- RECORD EXTRACTS -

»»

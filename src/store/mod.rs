pub mod data;

use std::path::PathBuf;
use std::sync::Arc;

use async_trait::async_trait;
use thiserror::Error;
use uuid::Uuid;

use data::Dataset;

#[derive(Error, Debug)]
pub enum StoreError {
    #[error("I/O error: {0}")]
    Io(#[from] std::io::Error),
    #[error("JSON error: {0}")]
    Json(#[from] serde_json::Error),
    #[error("fridge item not found: {0}")]
    ItemNotFound(Uuid),
    #[error("meal not found: {0}")]
    MealNotFound(Uuid),
    #[error("shopping event not found: {0}")]
    EventNotFound(Uuid),
    #[error("{0}")]
    Validation(String),
    #[error("{0}")]
    Conflict(String),
}

/// Persistence seam for the dataset. The file-backed implementation is the
/// production one; tests swap in [`MemoryPersister`].
#[async_trait]
pub trait Persister: Send + Sync {
    /// Returns `None` when nothing has been persisted yet.
    async fn load(&self) -> Result<Option<Dataset>, StoreError>;
    async fn save(&self, data: Dataset) -> Result<(), StoreError>;
}

/// Stores the dataset as a single pretty-printed JSON document, written to a
/// `.tmp` sibling and moved into place so a crash never leaves a torn file.
pub struct JsonFilePersister {
    path: PathBuf,
}

impl JsonFilePersister {
    pub fn new(path: PathBuf) -> Self {
        Self { path }
    }
}

#[async_trait]
impl Persister for JsonFilePersister {
    async fn load(&self) -> Result<Option<Dataset>, StoreError> {
        let path = self.path.clone();
        tokio::task::spawn_blocking(move || -> Result<Option<Dataset>, StoreError> {
            if !path.exists() {
                return Ok(None);
            }
            let contents = std::fs::read_to_string(&path)?;
            Ok(Some(serde_json::from_str(&contents)?))
        })
        .await
        .map_err(|e| StoreError::Io(std::io::Error::other(format!("spawn_blocking failed: {e}"))))?
    }

    async fn save(&self, data: Dataset) -> Result<(), StoreError> {
        let path = self.path.clone();
        tokio::task::spawn_blocking(move || -> Result<(), StoreError> {
            use std::io::Write;

            if let Some(parent) = path.parent() {
                std::fs::create_dir_all(parent)?;
            }
            let temp = path.with_extension("tmp");
            let mut f = std::fs::File::create(&temp)?;
            let content = serde_json::to_string_pretty(&data)?;
            f.write_all(content.as_bytes())?;
            f.sync_all()?;
            std::fs::rename(temp, &path)?;
            Ok(())
        })
        .await
        .map_err(|e| StoreError::Io(std::io::Error::other(format!("spawn_blocking failed: {e}"))))?
    }
}

/// Keeps nothing between saves. Used by tests and `AppState::in_memory`.
pub struct MemoryPersister;

#[async_trait]
impl Persister for MemoryPersister {
    async fn load(&self) -> Result<Option<Dataset>, StoreError> {
        Ok(None)
    }

    async fn save(&self, _data: Dataset) -> Result<(), StoreError> {
        Ok(())
    }
}

/// The in-memory dataset plus its persistence backend. Handlers mutate the
/// dataset through `data_mut` and call `persist` afterwards; a failed save
/// keeps the mutation in memory for the next successful one.
pub struct Store {
    persister: Arc<dyn Persister>,
    data: Dataset,
}

impl Store {
    /// Loads the persisted dataset, or starts from an empty one (and writes
    /// it out, so a fresh install has a file on disk from the start).
    pub async fn open(persister: Arc<dyn Persister>) -> Result<Self, StoreError> {
        let data = match persister.load().await? {
            Some(data) => data,
            None => {
                let data = Dataset::default();
                persister.save(data.clone()).await?;
                data
            }
        };
        Ok(Self { persister, data })
    }

    pub fn from_parts(persister: Arc<dyn Persister>, data: Dataset) -> Self {
        Self { persister, data }
    }

    pub fn data(&self) -> &Dataset {
        &self.data
    }

    pub fn data_mut(&mut self) -> &mut Dataset {
        &mut self.data
    }

    /// Replaces the whole dataset (import path).
    pub fn replace(&mut self, data: Dataset) {
        self.data = data;
    }

    pub async fn persist(&self) -> Result<(), StoreError> {
        self.persister.save(self.data.clone()).await
    }
}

««

- INSTRUCTIONS FOR THE TASK -
Nothing but the lines from the start of the data through the line holding "production one; tests" should be restated, and each one exactly.

- RESULT -
filename src/store/mod.rs
pub mod data;

use std::path::PathBuf;
use std::sync::Arc;

use async_trait::async_trait;
use thiserror::Error;
use uuid::Uuid;

use data::Dataset;

#[derive(Error, Debug)]
pub enum StoreError {
    #[error("I/O error: {0}")]
    Io(#[from] std::io::Error),
    #[error("JSON error: {0}")]
    Json(#[from] serde_json::Error),
    #[error("fridge item not found: {0}")]
    ItemNotFound(Uuid),
    #[error("meal not found: {0}")]
    MealNotFound(Uuid),
    #[error("shopping event not found: {0}")]
    EventNotFound(Uuid),
    #[error("{0}")]
    Validation(String),
    #[error("{0}")]
    Conflict(String),
}

/// Persistence seam for the dataset. The file-backed implementation is the
/// production one; tests swap in [`MemoryPersister`].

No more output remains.